■ **WHAT THE TASK REQUIRES**:
Your output should be the line with "control time explicitly." plus all following lines to the end of the records, exactly as written and nothing more.

■ **RECORDS**:
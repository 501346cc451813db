//! Nullable infrastructure for testing.
//!
//! Real backends talk to disk and the system clock; the nullables hold
//! everything in memory and let tests control time explicitly.

pub mod clock;
pub mod store;

pub use clock::NullClock;
pub use store::NullStore;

■ **ANSWER TO THE PROBLEM**:
//! everything in memory and let tests control time explicitly.

pub mod clock;
pub mod store;

pub use clock::NullClock;
pub use store::NullStore;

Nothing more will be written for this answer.